▶ _WORK ITEM_
Below is a listing. Output every line of it exactly.
EXCERPTED DATA below:
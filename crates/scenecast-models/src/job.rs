//! Job lifecycle records.

use chrono::{DateTime, Utc};
use serde::{Deserialize, Serialize};
use std::fmt;
use uuid::Uuid;

/// Unique identifier for a job.
#[derive(Debug, Clone, PartialEq, Eq, Hash, Serialize, Deserialize)]
#[serde(transparent)]
pub struct JobId(pub String);

impl JobId {
    /// Generate a new random job ID.
    pub fn new() -> Self {
        Self(Uuid::new_v4().to_string())
    }

    /// Create from an existing string.
    pub fn from_string(s: impl Into<String>) -> Self {
        Self(s.into())
    }

    /// Get the inner string.
    pub fn as_str(&self) -> &str {
        &self.0
    }
}

impl Default for JobId {
    fn default() -> Self {
        Self::new()
    }
}

impl fmt::Display for JobId {
    fn fmt(&self, f: &mut fmt::Formatter<'_>) -> fmt::Result {
        write!(f, "{}", self.0)
    }
}

impl From<String> for JobId {
    fn from(s: String) -> Self {
        Self(s)
    }
}

/// Lifecycle status of a job.
///
/// An unknown job has no status at all; lookups return `None` instead.
#[derive(Debug, Clone, Copy, PartialEq, Eq, Hash, Serialize, Deserialize, Default)]
#[serde(rename_all = "snake_case")]
pub enum JobStatus {
    #[default]
    Processing,
    Completed,
    Failed,
}

impl JobStatus {
    pub fn as_str(&self) -> &'static str {
        match self {
            JobStatus::Processing => "processing",
            JobStatus::Completed => "completed",
            JobStatus::Failed => "failed",
        }
    }

    /// Check if this is a terminal state (no more updates expected).
    pub fn is_terminal(&self) -> bool {
        matches!(self, JobStatus::Completed | JobStatus::Failed)
    }
}

impl fmt::Display for JobStatus {
    fn fmt(&self, f: &mut fmt::Formatter<'_>) -> fmt::Result {
        write!(f, "{}", self.as_str())
    }
}

/// Terminal result recorded for a job.
#[derive(Debug, Clone, PartialEq, Eq)]
pub enum JobOutcome {
    Completed { result_url: String },
    Failed { error: String },
}

/// A rendering job as reported to pollers.
#[derive(Debug, Clone, PartialEq, Serialize, Deserialize)]
#[serde(rename_all = "camelCase")]
pub struct Job {
    pub id: JobId,
    pub status: JobStatus,
    #[serde(default, skip_serializing_if = "Option::is_none")]
    pub result_url: Option<String>,
    #[serde(default, skip_serializing_if = "Option::is_none")]
    pub error_detail: Option<String>,
    pub created_at: DateTime<Utc>,
    pub updated_at: DateTime<Utc>,
}

impl Job {
    /// Create a fresh job in the `processing` state.
    pub fn new(id: JobId) -> Self {
        let now = Utc::now();
        Self {
            id,
            status: JobStatus::Processing,
            result_url: None,
            error_detail: None,
            created_at: now,
            updated_at: now,
        }
    }

    pub fn is_terminal(&self) -> bool {
        self.status.is_terminal()
    }

    /// Apply a terminal outcome. Callers are responsible for rejecting a
    /// second transition.
    pub fn finish(&mut self, outcome: JobOutcome) {
        match outcome {
            JobOutcome::Completed { result_url } => {
                self.status = JobStatus::Completed;
                self.result_url = Some(result_url);
            }
            JobOutcome::Failed { error } => {
                self.status = JobStatus::Failed;
                self.error_detail = Some(error);
            }
        }
        self.updated_at = Utc::now();
    }
}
End of EXCERPTED DATA.
▶ _WRITTEN ANSWER_
filename crates/scenecast-models/src/job.rs
//! Job lifecycle records.

use chrono::{DateTime, Utc};
use serde::{Deserialize, Serialize};
use std::fmt;
use uuid::Uuid;

/// Unique identifier for a job.
#[derive(Debug, Clone, PartialEq, Eq, Hash, Serialize, Deserialize)]
#[serde(transparent)]
pub struct JobId(pub String);

impl JobId {
    /// Generate a new random job ID.
    pub fn new() -> Self {
        Self(Uuid::new_v4().to_string())
    }

    /// Create from an existing string.
    pub fn from_string(s: impl Into<String>) -> Self {
        Self(s.into())
    }

    /// Get the inner string.
    pub fn as_str(&self) -> &str {
        &self.0
    }
}

impl Default for JobId {
    fn default() -> Self {
        Self::new()
    }
}

impl fmt::Display for JobId {
    fn fmt(&self, f: &mut fmt::Formatter<'_>) -> fmt::Result {
        write!(f, "{}", self.0)
    }
}

impl From<String> for JobId {
    fn from(s: String) -> Self {
        Self(s)
    }
}

/// Lifecycle status of a job.
///
/// An unknown job has no status at all; lookups return `None` instead.
#[derive(Debug, Clone, Copy, PartialEq, Eq, Hash, Serialize, Deserialize, Default)]
#[serde(rename_all = "snake_case")]
pub enum JobStatus {
    #[default]
    Processing,
    Completed,
    Failed,
}

impl JobStatus {
    pub fn as_str(&self) -> &'static str {
        match self {
            JobStatus::Processing => "processing",
            JobStatus::Completed => "completed",
            JobStatus::Failed => "failed",
        }
    }

    /// Check if this is a terminal state (no more updates expected).
    pub fn is_terminal(&self) -> bool {
        matches!(self, JobStatus::Completed | JobStatus::Failed)
    }
}

impl fmt::Display for JobStatus {
    fn fmt(&self, f: &mut fmt::Formatter<'_>) -> fmt::Result {
        write!(f, "{}", self.as_str())
    }
}

/// Terminal result recorded for a job.
#[derive(Debug, Clone, PartialEq, Eq)]
pub enum JobOutcome {
    Completed { result_url: String },
    Failed { error: String },
}

/// A rendering job as reported to pollers.
#[derive(Debug, Clone, PartialEq, Serialize, Deserialize)]
#[serde(rename_all = "camelCase")]
pub struct Job {
    pub id: JobId,
    pub status: JobStatus,
    #[serde(default, skip_serializing_if = "Option::is_none")]
    pub result_url: Option<String>,
    #[serde(default, skip_serializing_if = "Option::is_none")]
    pub error_detail: Option<String>,
    pub created_at: DateTime<Utc>,
    pub updated_at: DateTime<Utc>,
}

impl Job {
    /// Create a fresh job in the `processing` state.
    pub fn new(id: JobId) -> Self {
        let now = Utc::now();
        Self {
            id,
            status: JobStatus::Processing,
            result_url: None,
            error_detail: None,
            created_at: now,
            updated_at: now,
        }
    }

    pub fn is_terminal(&self) -> bool {
        self.status.is_terminal()
    }

    /// Apply a terminal outcome. Callers are responsible for rejecting a
    /// second transition.
    pub fn finish(&mut self, outcome: JobOutcome) {
        match outcome {
            JobOutcome::Completed { result_url } => {
                self.status = JobStatus::Completed;
                self.result_url = Some(result_url);
            }
            JobOutcome::Failed { error } => {
                self.status = JobStatus::Failed;
                self.error_detail = Some(error);
            }
        }
        self.updated_at = Utc::now();
    }
}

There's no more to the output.